Also, who snooping around their windows directory wouldn't be suspicious of something named 'Winl0g0n.exe' -- I mean, come on.
My new slogan: Stop The FUD
Why is it that every time there is YET ANOTHER dumb Microsoft security problem report the astroturfers start whining about Slashdot bias and that all OS's have security problems?
First of all, Slashdot is NOT a general interest news site like CNN.com. Slashdot is a special interest news publication with a well-known editorial slant. Complaining about Slashdot's bias is like complaining that Mother Jones is biased against conservatives, that the National Review is biased against liberals or the newsletter of the NRA is biased against gun control. These publications, like Slashdot and many, many others have an audience that EXPECTS an editorial position. If you don't like it, LEAVE. Get your news from ZDnet or CNet, both of which at least pretend to a more objective picture.
Secondly, pointing out that all OS' occasionally have security problems is a red herring. Microsoft has the absolute WORST security track record in the industry. And it is =not= because they are "the most popular". It is because their basic business imperatives and engineering practices create shoddy work. After all, the web server market is dominated by Apache, but IIS dominates the security vulenrability lists. Just because all OS' sometimes have a problem doesn't mean we should ignore the continued bad performance of the worst player in the industry.
Microsoft's security performance will continue to be an issue until they can get somewhere near the industry standard.
In short, your post is just as redundant, tired and lame as beowulf cluster "jokes" and Natalie Portman posts.
Now quit astroturfing and go fix your freakin' code.
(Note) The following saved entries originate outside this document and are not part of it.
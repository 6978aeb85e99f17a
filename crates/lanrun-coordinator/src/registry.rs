//! Peer registry - who is out there and when we last heard from them.

use std::collections::HashMap;

use chrono::{DateTime, Duration, Utc};
use tokio::sync::RwLock;
use tracing::{debug, info};

use lanrun_core::{PeerAddr, PeerId, PeerRecord};

/// Concurrent map of `PeerId -> PeerRecord`.
///
/// Every session handler shares one registry; REGISTER and HEARTBEAT from
/// different workers may land at the same time.
#[derive(Default)]
pub struct PeerRegistry {
    peers: RwLock<HashMap<PeerId, PeerRecord>>,
}

impl PeerRegistry {
    pub fn new() -> Self {
        Self::default()
    }

    /// Insert or refresh a peer. Returns true when the peer was not known.
    ///
    /// Re-registration keeps `registered_at` and takes the new address.
    pub async fn register(&self, peer_id: PeerId, address: PeerAddr, now: DateTime<Utc>) -> bool {
        let mut peers = self.peers.write().await;
        match peers.get_mut(&peer_id) {
            Some(record) => {
                record.address = Some(address);
                record.touch(now);
                debug!(peer_id = %peer_id, "Peer re-registered");
                false
            }
            None => {
                info!(peer_id = %peer_id, address = %address, "Peer registered");
                peers.insert(peer_id.clone(), PeerRecord::new(peer_id, address, now));
                true
            }
        }
    }

    /// Refresh `last_seen_at`.
    ///
    /// A peer we do not know (never registered, or evicted while it was
    /// unreachable) is added back without an address; its next REGISTER
    /// fills it in. Returns true when the peer was added.
    pub async fn heartbeat(&self, peer_id: &PeerId, now: DateTime<Utc>) -> bool {
        let mut peers = self.peers.write().await;
        match peers.get_mut(peer_id) {
            Some(record) => {
                record.touch(now);
                false
            }
            None => {
                info!(peer_id = %peer_id, "Heartbeat from unknown peer, adding it");
                peers.insert(
                    peer_id.clone(),
                    PeerRecord::without_address(peer_id.clone(), now),
                );
                true
            }
        }
    }

    pub async fn get(&self, peer_id: &PeerId) -> Option<PeerRecord> {
        self.peers.read().await.get(peer_id).cloned()
    }

    /// All records, ordered by peer id.
    pub async fn list(&self) -> Vec<PeerRecord> {
        let mut records: Vec<PeerRecord> = self.peers.read().await.values().cloned().collect();
        records.sort_by(|a, b| a.peer_id.cmp(&b.peer_id));
        records
    }

    pub async fn len(&self) -> usize {
        self.peers.read().await.len()
    }

    pub async fn is_empty(&self) -> bool {
        self.peers.read().await.is_empty()
    }

    /// Evict every peer silent for longer than `threshold`.
    pub async fn reap_stale(&self, now: DateTime<Utc>, threshold: Duration) -> Vec<PeerId> {
        let mut peers = self.peers.write().await;
        let mut evicted = Vec::new();

        peers.retain(|peer_id, record| {
            if record.is_stale(now, threshold) {
                evicted.push(peer_id.clone());
                false
            } else {
                true
            }
        });

        evicted.sort();
        evicted
    }
}
//! UDP discovery responder.
//!
//! Answers every `DISCOVER_MASTER` datagram with a unicast
//! `MASTER_ANNOUNCE` to the sender. Holds no shared mutable state.

use std::net::{IpAddr, Ipv4Addr, SocketAddr};
use std::sync::Arc;

use tokio::net::UdpSocket;
use tracing::{debug, error, info, warn};

use lanrun_proto::discovery::MAX_DATAGRAM_LEN;
use lanrun_proto::DiscoveryMessage;

use crate::error::CoordinatorError;

/// Where sessions should be opened, as told to workers.
#[derive(Debug, Clone, PartialEq, Eq)]
pub struct Announce {
    pub host: String,
    pub port: u16,
}

impl Announce {
    fn to_message(&self) -> DiscoveryMessage {
        DiscoveryMessage::MasterAnnounce {
            coordinator_host: self.host.clone(),
            coordinator_port: self.port,
        }
    }
}

pub struct DiscoveryResponder {
    socket: Arc<UdpSocket>,
    announce: Announce,
}

impl DiscoveryResponder {
    pub async fn bind(addr: SocketAddr, announce: Announce) -> Result<Self, CoordinatorError> {
        let socket = UdpSocket::bind(addr)
            .await
            .map_err(|source| CoordinatorError::Bind {
                what: "discovery responder",
                addr,
                source,
            })?;

        Ok(Self {
            socket: Arc::new(socket),
            announce,
        })
    }

    pub fn local_addr(&self) -> std::io::Result<SocketAddr> {
        self.socket.local_addr()
    }

    pub fn announce(&self) -> &Announce {
        &self.announce
    }

    /// Serve datagrams until the task is dropped.
    pub async fn run(self) {
        let reply = match self.announce.to_message().encode() {
            Ok(reply) => reply,
            Err(e) => {
                error!(error = %e, "Failed to encode MASTER_ANNOUNCE");
                return;
            }
        };

        info!(
            addr = ?self.socket.local_addr().ok(),
            host = %self.announce.host,
            port = self.announce.port,
            "Discovery responder listening"
        );

        let mut buf = vec![0u8; MAX_DATAGRAM_LEN];
        loop {
            let (len, src) = match self.socket.recv_from(&mut buf).await {
                Ok(received) => received,
                Err(e) => {
                    warn!(error = %e, "Failed to receive discovery datagram");
                    continue;
                }
            };

            match DiscoveryMessage::decode(&buf[..len]) {
                Ok(DiscoveryMessage::DiscoverMaster {
                    sender_id,
                    sender_port,
                }) => {
                    debug!(peer_id = %sender_id, sender_port, %src, "Discovery request");
                    if let Err(e) = self.socket.send_to(&reply, src).await {
                        warn!(%src, error = %e, "Failed to send MASTER_ANNOUNCE");
                    }
                }
                Ok(other) => {
                    warn!(%src, message = ?other, "Ignoring unexpected discovery message");
                }
                Err(e) => {
                    warn!(%src, error = %e, "Ignoring malformed discovery datagram");
                }
            }
        }
    }
}

/// Pick the host advertised in MASTER_ANNOUNCE.
///
/// Explicit configuration wins, then a concrete bind address, then the
/// address of the outbound interface, then loopback.
pub fn advertise_host(configured: Option<&str>, session_addr: SocketAddr) -> String {
    if let Some(host) = configured {
        return host.to_string();
    }
    if !session_addr.ip().is_unspecified() {
        return session_addr.ip().to_string();
    }
    detect_local_ip()
        .unwrap_or(IpAddr::V4(Ipv4Addr::LOCALHOST))
        .to_string()
}

/// Address of the interface that routes outbound traffic.
///
/// Connecting a UDP socket sends nothing; it only selects a route.
pub fn detect_local_ip() -> Option<IpAddr> {
    let socket = std::net::UdpSocket::bind("0.0.0.0:0").ok()?;
    socket.connect("8.8.8.8:80").ok()?;
    let ip = socket.local_addr().ok()?.ip();
    (!ip.is_unspecified()).then_some(ip)
}
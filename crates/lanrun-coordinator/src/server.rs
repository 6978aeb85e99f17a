//! Coordinator wiring: session accept loop plus the background activities.

use std::net::SocketAddr;
use std::sync::Arc;
use std::time::Duration;

use tokio::net::TcpListener;
use tracing::{error, info, warn};

use crate::config::Config;
use crate::discovery::{advertise_host, Announce, DiscoveryResponder};
use crate::error::CoordinatorError;
use crate::reaper::run_reaper;
use crate::session::handle_connection;
use crate::state::AppState;

/// Accept sessions forever, one task per connection.
///
/// The loop never waits on a handler.
pub async fn serve(listener: TcpListener, state: Arc<AppState>) {
    loop {
        match listener.accept().await {
            Ok((stream, remote)) => {
                let state = state.clone();
                tokio::spawn(async move {
                    handle_connection(state, stream, remote).await;
                });
            }
            Err(e) => {
                // Usually fd exhaustion; give handlers a moment to finish.
                warn!(error = %e, "Failed to accept connection");
                tokio::time::sleep(Duration::from_millis(100)).await;
            }
        }
    }
}

/// A bound, ready-to-run coordinator.
pub struct Coordinator {
    state: Arc<AppState>,
    sessions: TcpListener,
    discovery: DiscoveryResponder,
    http: Option<TcpListener>,
}

impl Coordinator {
    /// Open the stores and bind every socket named in `config`.
    pub async fn bind(config: Config) -> Result<Self, CoordinatorError> {
        let sessions = TcpListener::bind(config.session_addr)
            .await
            .map_err(|source| CoordinatorError::Bind {
                what: "session listener",
                addr: config.session_addr,
                source,
            })?;
        let session_addr = sessions.local_addr()?;

        let announce = Announce {
            host: advertise_host(config.advertise_host.as_deref(), session_addr),
            port: session_addr.port(),
        };
        let discovery = DiscoveryResponder::bind(config.discovery_addr, announce).await?;

        let http = match config.http_addr {
            Some(addr) => Some(crate::http::bind(addr).await?),
            None => None,
        };

        let state = AppState::open(config).await?;

        Ok(Self {
            state,
            sessions,
            discovery,
            http,
        })
    }

    pub fn session_addr(&self) -> std::io::Result<SocketAddr> {
        self.sessions.local_addr()
    }

    pub fn discovery_addr(&self) -> std::io::Result<SocketAddr> {
        self.discovery.local_addr()
    }

    pub fn http_addr(&self) -> Option<SocketAddr> {
        self.http.as_ref().and_then(|l| l.local_addr().ok())
    }

    pub fn announce(&self) -> &Announce {
        self.discovery.announce()
    }

    pub fn state(&self) -> Arc<AppState> {
        self.state.clone()
    }

    /// Run until one of the activities stops.
    pub async fn run(self) -> Result<(), CoordinatorError> {
        let Self {
            state,
            sessions,
            discovery,
            http,
        } = self;

        info!(
            session_addr = ?sessions.local_addr().ok(),
            tasks_dir = %state.config.tasks_dir.display(),
            results_dir = %state.config.results_dir.display(),
            "Coordinator running"
        );

        let http_server = {
            let state = state.clone();
            async move {
                match http {
                    Some(listener) => crate::http::serve(listener, state).await,
                    None => std::future::pending().await,
                }
            }
        };

        tokio::select! {
            _ = serve(sessions, state.clone()) => {
                error!("Session accept loop stopped");
            }
            _ = discovery.run() => {
                error!("Discovery responder stopped");
            }
            _ = run_reaper(state.clone()) => {
                error!("Reaper stopped");
            }
            result = http_server => {
                if let Err(e) = result {
                    error!(error = %e, "HTTP server error");
                    return Err(e.into());
                }
            }
        }

        Ok(())
    }
}

#[cfg(test)]
mod tests {
    use super::*;

    fn assert_send<T: Send>(_: &T) {}

    #[tokio::test]
    async fn test_run_can_be_spawned() {
        let dir = tempfile::tempdir().unwrap();
        let coordinator = Coordinator::bind(Config {
            discovery_addr: "127.0.0.1:0".parse().unwrap(),
            session_addr: "127.0.0.1:0".parse().unwrap(),
            tasks_dir: dir.path().join("tasks"),
            results_dir: dir.path().join("results"),
            ..Config::default()
        })
        .await
        .unwrap();

        let run = coordinator.run();
        assert_send(&run);

        let handle = tokio::spawn(run);
        tokio::time::sleep(Duration::from_millis(50)).await;
        assert!(!handle.is_finished());
        handle.abort();
    }
}
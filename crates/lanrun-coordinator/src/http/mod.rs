//! HTTP status surface for the coordinator.
//!
//! Provides endpoints for:
//! - Health check (`/health`)
//! - Prometheus metrics (`/metrics`)
//! - Peer list API (`/v1/peers`)

use std::net::SocketAddr;
use std::sync::Arc;

use axum::{routing::get, Router};
use tokio::net::TcpListener;
use tower_http::trace::TraceLayer;
use tracing::info;

use crate::error::CoordinatorError;
use crate::state::AppState;

mod handlers;

pub use handlers::PeerResponse;

/// Create the HTTP router.
pub fn create_router(state: Arc<AppState>) -> Router {
    Router::new()
        .route("/v1/peers", get(handlers::list_peers))
        .route("/health", get(handlers::health_check))
        .route("/metrics", get(handlers::metrics_handler))
        .layer(TraceLayer::new_for_http())
        .with_state(state)
}

/// Bind the status listener.
pub async fn bind(addr: SocketAddr) -> Result<TcpListener, CoordinatorError> {
    TcpListener::bind(addr)
        .await
        .map_err(|source| CoordinatorError::Bind {
            what: "HTTP status server",
            addr,
            source,
        })
}

/// Serve the status surface on an already bound listener.
pub async fn serve(listener: TcpListener, state: Arc<AppState>) -> std::io::Result<()> {
    info!(addr = ?listener.local_addr().ok(), "HTTP status server listening");
    axum::serve(listener, create_router(state)).await
}

#[cfg(test)]
mod tests {
    use super::*;
    use axum::body::{to_bytes, Body};
    use axum::http::{Request, StatusCode};
    use chrono::Utc;
    use serde_json::Value;
    use tower::ServiceExt;

    use lanrun_core::{PeerAddr, PeerId};

    use crate::config::Config;

    async fn test_state(dir: &std::path::Path) -> Arc<AppState> {
        AppState::open(Config {
            tasks_dir: dir.join("tasks"),
            results_dir: dir.join("results"),
            ..Config::default()
        })
        .await
        .unwrap()
    }

    async fn get(state: Arc<AppState>, uri: &str) -> (StatusCode, Value) {
        let response = create_router(state)
            .oneshot(Request::builder().uri(uri).body(Body::empty()).unwrap())
            .await
            .unwrap();
        let status = response.status();
        let body = to_bytes(response.into_body(), usize::MAX).await.unwrap();
        (status, serde_json::from_slice(&body).unwrap())
    }

    #[tokio::test]
    async fn test_health_ok() {
        let dir = tempfile::tempdir().unwrap();
        let (status, body) = get(test_state(dir.path()).await, "/health").await;

        assert_eq!(status, StatusCode::OK);
        assert_eq!(body["status"], "ok");
    }

    #[tokio::test]
    async fn test_health_degraded_when_queue_unreadable() {
        let dir = tempfile::tempdir().unwrap();
        let state = test_state(dir.path()).await;
        std::fs::remove_dir(dir.path().join("tasks")).unwrap();

        let (status, body) = get(state, "/health").await;

        assert_eq!(status, StatusCode::SERVICE_UNAVAILABLE);
        assert_eq!(body["status"], "degraded");
        assert!(body["reason"].as_str().unwrap().contains("Work queue"));
    }

    #[tokio::test]
    async fn test_list_peers() {
        let dir = tempfile::tempdir().unwrap();
        let state = test_state(dir.path()).await;
        let now = Utc::now();
        state
            .registry
            .register(PeerId::new("w1"), PeerAddr::new("10.0.0.5", 11000), now)
            .await;
        state.registry.heartbeat(&PeerId::new("w2"), now).await;

        let (status, body) = get(state, "/v1/peers").await;

        assert_eq!(status, StatusCode::OK);
        let peers = body.as_array().unwrap();
        assert_eq!(peers.len(), 2);
        assert_eq!(peers[0]["peer_id"], "w1");
        assert_eq!(peers[0]["address"], serde_json::json!(["10.0.0.5", 11000]));
        assert_eq!(peers[0]["status"], "ALIVE");
        assert_eq!(peers[1]["peer_id"], "w2");
        assert!(peers[1]["address"].is_null());
    }

    #[tokio::test]
    async fn test_metrics_is_plain_text() {
        let dir = tempfile::tempdir().unwrap();
        let response = create_router(test_state(dir.path()).await)
            .oneshot(Request::builder().uri("/metrics").body(Body::empty()).unwrap())
            .await
            .unwrap();

        assert_eq!(response.status(), StatusCode::OK);
        let body = to_bytes(response.into_body(), usize::MAX).await.unwrap();
        assert!(String::from_utf8_lossy(&body).contains("lanrun_queue_up 1"));
    }
}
What should be realized is that because MS Windows has a much broader user base than any other operating system, of course it's going to be the target of more viruses and have a higher infection rate due to the lack of experience/knowledge of the user. The reason few viruses are written for any other operating systems is that, in general, the users have a lot more know how and everyone would quickly know about it. Just because Microsoft software has more vulnerabilities doesn't mean it's bad software, it just has more users (so a lager number of users who don't know much about computers), and is thus an easier platform to spread malicious software on.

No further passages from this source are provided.